It seems like all the major films this year were sequels, remakes or reboots. Some of the films were overt about it, and others just went full sequel in spirit. If you dig deep enough, I’m sure you could find similarities for just about every film in something made previously, but these seemed particularly similar in important ways. That is not necessarily a bad thing, just a curious one. I can’t remember a year with such stark homages. Some of the films used the inspiration to create something new and exciting. Others not so much.

I want to be clear here, these are my reactions to the films. With the exception of Tar being doggie doo doo, I’m hoping others will share their reactions. Sometimes, it allows a thoughtful viewer to see something they didn’t the first go round, sometimes it allows said viewer to reevaluate the film, and others, it reaffirms their original reaction.
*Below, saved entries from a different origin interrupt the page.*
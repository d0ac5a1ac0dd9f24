//! Domain error types

use thiserror::Error;

use core_kernel::{ExpenseId, PersonId};

/// Errors from splitter operations
///
/// All of these are soft: the splitter leaves its state untouched and the
/// cached split stays valid. Missing references inside a computation never
/// surface here at all; the engine degrades them to placeholders and zero
/// funding instead.
#[derive(Debug, Error, PartialEq, Eq)]
pub enum SplitError {
    #[error("No person with id {0}")]
    PersonNotFound(PersonId),

    #[error("No expense with id {0}")]
    ExpenseNotFound(ExpenseId),

    #[error("No roommate with id {0}")]
    RoommateNotFound(PersonId),

    #[error("No benefactor with id {0}")]
    BenefactorNotFound(PersonId),
}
So click on a header and leave a comment (as a shortcut you can click on the comment number and it should take you straight to comment box)

KIMI

How did this get lost.  There is a clear inspiration from one of Coppola’s classic but forgotten films, The Conversation. I’m calling it the best reboot of the year.

Just an engaging and well crafted film.  I wish I could show the leaving the loft sequence to my friends to explain every time I didn’t make it where I should have been.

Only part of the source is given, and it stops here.